WHAT TO WORK ON: Needed from the data below: all lines that contain the word "command".

SUPPLIED RECORDS:
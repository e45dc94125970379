//! Main Application
//!
//! The App struct manages the TUI lifecycle as a thin display client:
//! - Event loop (keyboard, mouse, resize)
//! - CalculatorClient for the editor and the service
//! - DisplayState for rendering
//!
//! Each frame the app polls the calculator (resolved calls, error timers),
//! drains its messages into [`DisplayState`] and redraws.

use std::time::{Duration, Instant};

use crossterm::event::{
    Event, EventStream, KeyEvent, KeyEventKind, MouseButton, MouseEvent, MouseEventKind,
};
use futures::StreamExt;
use ratatui::backend::Backend;
use ratatui::layout::{Constraint, Layout, Rect};
use ratatui::style::Style;
use ratatui::widgets::Block;
use ratatui::{Frame, Terminal};

use calculator_core::{CalculatorBackend, CalculatorEvent, HttpBackend};

use crate::calculator_client::CalculatorClient;
use crate::display::{fit_right, DisplayState};
use crate::input::{map_key, KeyAction};
use crate::keypad::{Keypad, KeypadKey};
use crate::theme;

/// Target frame time
const FRAME_DURATION: Duration = Duration::from_millis(50);

/// How long a button stays lit after it is pressed
const PRESS_FLASH: Duration = Duration::from_millis(150);

/// Calculator panel width (display and keypad)
const PANEL_WIDTH: u16 = 30;

/// Display block height: border, expression, result, border
const DISPLAY_HEIGHT: u16 = 4;

/// Keypad height: two lines per button row
const KEYPAD_HEIGHT: u16 = 10;

/// Main application state
pub struct App<B: CalculatorBackend + 'static = HttpBackend> {
    // === Core State ===
    /// Is the app still running?
    running: bool,

    // === Calculator Integration ===
    /// Client for the embedded calculator
    client: CalculatorClient<B>,
    /// Display state derived from CalculatorMessages
    display: DisplayState,

    // === UI Components ===
    /// Button grid
    keypad: Keypad,
    /// Button lit by the most recent press
    pressed: Option<(KeypadKey, Instant)>,
}

impl<B: CalculatorBackend + 'static> App<B> {
    /// Create a new App around a calculator client
    pub fn new(client: CalculatorClient<B>) -> Self {
        Self {
            running: true,
            client,
            display: DisplayState::new(),
            keypad: Keypad::new(),
            pressed: None,
        }
    }

    /// Is the app still running?
    pub fn is_running(&self) -> bool {
        self.running
    }

    /// Current display state
    pub fn display(&self) -> &DisplayState {
        &self.display
    }

    /// Keypad as last drawn
    pub fn keypad(&self) -> &Keypad {
        &self.keypad
    }

    /// Main event loop
    pub async fn run<T: Backend>(&mut self, terminal: &mut Terminal<T>) -> anyhow::Result<()> {
        // Create async event stream for non-blocking terminal events
        let mut event_stream = EventStream::new();

        self.start().await;

        // Render initial frame immediately so user sees UI
        self.render(terminal)?;

        while self.running {
            let frame_start = Instant::now();

            tokio::select! {
                biased;

                // Check for terminal events - highest priority
                maybe_event = event_stream.next() => {
                    match maybe_event {
                        Some(Ok(event)) => self.handle_terminal_event(event).await,
                        Some(Err(e)) => tracing::warn!("Terminal event error: {}", e),
                        None => self.running = false,
                    }
                }

                // Frame tick
                () = tokio::time::sleep(FRAME_DURATION) => {}
            }

            self.tick().await;
            self.render(terminal)?;

            // Frame rate limiting
            let elapsed = frame_start.elapsed();
            if elapsed < FRAME_DURATION {
                tokio::time::sleep(FRAME_DURATION - elapsed).await;
            }
        }

        Ok(())
    }

    /// Publish the initial display and kick off the health check
    pub async fn start(&mut self) {
        if let Err(e) = self.client.start().await {
            tracing::warn!("Calculator start error: {}", e);
        }
    }

    /// Dispatch one terminal event
    pub async fn handle_terminal_event(&mut self, event: Event) {
        match event {
            // Only handle Press events (not Release or Repeat)
            Event::Key(key) if key.kind == KeyEventKind::Press => self.handle_key(key).await,
            Event::Mouse(mouse) => self.handle_mouse(mouse).await,
            // Layout is recomputed from the frame on every draw
            _ => {}
        }
    }

    /// Poll the calculator and absorb its messages
    pub async fn tick(&mut self) {
        self.client.poll().await;
        self.process_calculator_messages();
        self.update();
    }

    /// Wait for in-flight calculations, then absorb their messages
    pub async fn settle(&mut self) {
        self.client.settle().await;
        self.tick().await;
    }

    /// Process all pending messages from the calculator
    fn process_calculator_messages(&mut self) {
        for msg in self.client.recv_all() {
            self.display.apply_message(msg);
        }
    }

    /// Handle keyboard input
    async fn handle_key(&mut self, key: KeyEvent) {
        match map_key(&key) {
            Some(KeyAction::Quit) => self.running = false,
            Some(KeyAction::Calculator(event)) => self.dispatch(event).await,
            None => {}
        }
    }

    /// Handle mouse input
    async fn handle_mouse(&mut self, mouse: MouseEvent) {
        if let MouseEventKind::Down(MouseButton::Left) = mouse.kind {
            if let Some(key) = self.keypad.hit(mouse.column, mouse.row) {
                self.dispatch(key.event()).await;
            }
        }
    }

    /// Send a command to the calculator and light its button
    async fn dispatch(&mut self, event: CalculatorEvent) {
        if let Some(key) = KeypadKey::for_event(&event) {
            self.pressed = Some((key, Instant::now()));
        }
        if let Err(e) = self.client.send(event).await {
            tracing::warn!("Calculator rejected command: {}", e);
        }
        self.process_calculator_messages();
    }

    /// Expire button flashes
    fn update(&mut self) {
        if let Some((_, at)) = self.pressed {
            if at.elapsed() >= PRESS_FLASH {
                self.pressed = None;
            }
        }
    }

    /// Render the UI
    pub fn render<T: Backend>(&mut self, terminal: &mut Terminal<T>) -> anyhow::Result<()> {
        terminal.draw(|frame| self.draw(frame))?;
        Ok(())
    }

    fn draw(&mut self, frame: &mut Frame) {
        let [main, status] =
            Layout::vertical([Constraint::Min(0), Constraint::Length(1)]).areas(frame.area());

        let panel = centered(main, PANEL_WIDTH, DISPLAY_HEIGHT + KEYPAD_HEIGHT);
        let [display_area, keypad_area] = Layout::vertical([
            Constraint::Length(DISPLAY_HEIGHT),
            Constraint::Min(0),
        ])
        .areas(panel);

        self.render_display(frame, display_area);

        self.keypad.set_area(keypad_area);
        let pressed = self.pressed.map(|(key, _)| key);
        self.keypad.render(frame.buffer_mut(), pressed);

        self.render_status(frame, status);
    }

    /// Render the expression and result regions
    fn render_display(&self, frame: &mut Frame, area: Rect) {
        let block = Block::bordered().border_style(Style::default().fg(theme::BORDER_GRAY));
        let inner = block.inner(area);
        frame.render_widget(block, area);
        if inner.width == 0 || inner.height == 0 {
            return;
        }

        let width = usize::from(inner.width);
        let buf = frame.buffer_mut();
        buf.set_stringn(
            inner.x,
            inner.y,
            fit_right(&self.display.expression, width),
            width,
            Style::default().fg(theme::EXPRESSION_GRAY),
        );
        if inner.height > 1 {
            buf.set_stringn(
                inner.x,
                inner.y + 1,
                fit_right(&self.display.result, width),
                width,
                theme::result_style(self.display.error),
            );
        }
    }

    /// Render status bar
    fn render_status(&self, frame: &mut Frame, area: Rect) {
        let healthy = self.display.backend.as_ref().map(|b| b.healthy);
        let style = match healthy {
            Some(true) => Style::default().fg(theme::STATUS_OK),
            Some(false) => Style::default().fg(theme::STATUS_DOWN),
            None => Style::default().fg(theme::DIM_GRAY),
        };
        let text = self.display.status_text(self.client.server_url());
        frame
            .buffer_mut()
            .set_stringn(area.x, area.y, text, usize::from(area.width), style);
    }
}

/// A `width` x `height` rect centred in `area`, clipped to it
fn centered(area: Rect, width: u16, height: u16) -> Rect {
    let width = width.min(area.width);
    let height = height.min(area.height);
    Rect::new(
        area.x + (area.width - width) / 2,
        area.y + (area.height - height) / 2,
        width,
        height,
    )
}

TASK RESPONSE:
    /// Send a command to the calculator and light its button
            tracing::warn!("Calculator rejected command: {}", e);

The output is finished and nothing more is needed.